The compound and other members of its class have been licensed by the U-M to Glaxo Wellcome Inc., which is currently conducting pre-clinical studies.
The new compound is described in the Sept. 29 issue of the Journal of Medicinal Chemistry by Leroy B. Townsend, professor of medicinal chemistry in the College of Pharmacy, and John C. Drach, a professor in the School of Dentistry and in medicinal chemistry.
Townsend's group originally synthesized the lead compound in the class, which was dubbed TCRB, over 20 years ago as a potential anti-cancer agent.
"The initial evaluation of TCRB established that it possessed significant anti-viral activity. A 10-year collaboration with Drach's laboratory followed, funded by more than $5 million from the National Institutes of Health. The collaboration resulted in the rational design and synthesis of the extremely potent BDCRB," Townsend explained.
The drug, BDCRB, operates in a unique fashion. "Most anti-viral agents work by blocking the replication of the virus's DNA," said Drach. "BDCRB, however, appears to interfere with the placement of the DNA into a new virus."
In the process of being assembled, human cytomegalovirus makes a longer piece of DNA than it needs. "We are speculating, but it seems that part of the DNA is wound up like a spool of rope inside the virus while the rest dangles outside through an opening in the wall of the virus," Drach said.
"Before the virus assembly can be completed and the virus can move on to infect another cell, the dangling portion of the DNA must be clipped off and the opening sealed. Our compound, BDCRB, seems to `jam the clipper' in some fashion that we do not yet fully understand, so the virus cannot be completed, become infectious and spread."
"As far as we know, no other anti-viral drug acts by this mechanism," Townsend added.

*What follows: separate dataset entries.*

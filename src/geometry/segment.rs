use crate::error::{GeometryError, Result};
use crate::math::{Affine2, Point2};

use super::intersect::{segment_intersection, SegmentIntersection};

/// A directed line segment between two points.
///
/// Direction is meaningful for the orientation predicates; the
/// intersection solver normalizes the endpoint order internally.
#[derive(Debug, Clone, Copy, PartialEq)]
pub struct Segment {
    /// The origin point.
    pub org: Point2,
    /// The destination point.
    pub dst: Point2,
}

impl Segment {
    /// Creates a new segment from an origin and destination.
    ///
    /// # Errors
    ///
    /// Returns an error if the two points coincide, since the geometry
    /// predicates require a non-degenerate direction.
    pub fn new(org: Point2, dst: Point2) -> Result<Self> {
        if org == dst {
            return Err(GeometryError::DegenerateSegment { x: org.x, y: org.y });
        }
        Ok(Self { org, dst })
    }

    /// Returns the segment with origin and destination swapped.
    #[must_use]
    pub fn reversed(self) -> Self {
        Self {
            org: self.dst,
            dst: self.org,
        }
    }

    /// Returns the segment with both endpoints transformed.
    #[must_use]
    pub fn transformed(&self, m: &Affine2) -> Self {
        Self {
            org: m * self.org,
            dst: m * self.dst,
        }
    }

    /// Computes the intersection with another segment.
    #[must_use]
    pub fn intersect(&self, other: &Self) -> SegmentIntersection {
        segment_intersection(&self.org, &self.dst, &other.org, &other.dst)
    }
}

#[cfg(test)]
mod tests {
    use super::*;
    use crate::math::Matrix3;

    #[test]
    fn rejects_coincident_endpoints() {
        let p = Point2::new(1.0, 2.0);
        let err = Segment::new(p, p);
        assert!(matches!(
            err,
            Err(GeometryError::DegenerateSegment { x, y }) if x == 1.0 && y == 2.0
        ));
    }

    #[test]
    fn reversed_swaps_endpoints() {
        let Ok(s) = Segment::new(Point2::new(0.0, 0.0), Point2::new(3.0, 4.0)) else {
            panic!("segment");
        };
        let r = s.reversed();
        assert_eq!(r.org, s.dst);
        assert_eq!(r.dst, s.org);
    }

    #[test]
    fn intersect_delegates_to_solver() {
        let Ok(s1) = Segment::new(Point2::new(0.0, 0.0), Point2::new(10.0, 0.0)) else {
            panic!("segment 1");
        };
        let Ok(s2) = Segment::new(Point2::new(5.0, -5.0), Point2::new(5.0, 5.0)) else {
            panic!("segment 2");
        };
        match s1.intersect(&s2) {
            SegmentIntersection::Point(p) => {
                assert!((p.x - 5.0).abs() < 1e-4);
                assert!(p.y.abs() < 1e-4);
            }
            other => panic!("expected a point, got {other:?}"),
        }
    }

    #[test]
    fn transformed_applies_affine() {
        let Ok(s) = Segment::new(Point2::new(1.0, 0.0), Point2::new(2.0, 0.0)) else {
            panic!("segment");
        };
        // Mirror across the y-axis.
        let mirror = Affine2::from_matrix_unchecked(Matrix3::new(
            -1.0, 0.0, 0.0, //
            0.0, 1.0, 0.0, //
            0.0, 0.0, 1.0,
        ));
        let t = s.transformed(&mirror);
        assert_eq!(t.org, Point2::new(-1.0, 0.0));
        assert_eq!(t.dst, Point2::new(-2.0, 0.0));
    }
}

In August, Townsend and Drach received a new $2.5 million grant from the National Institute of Allergic and Infectious Diseases, one of the institutes of NIH, to continue their research on BDCRB and other drugs for HCMV infections.
Other researchers currently involved in the development of BDCRB include Karen K. Biron, principal scientist at Glaxo Wellcome, in whose laboratory key discoveries were made that showed the drug acts by blocking the clipping process; and Earl R. Kern, research professor at the University of Alabama, Birmingham, who helped define the drug's specificity for the human virus.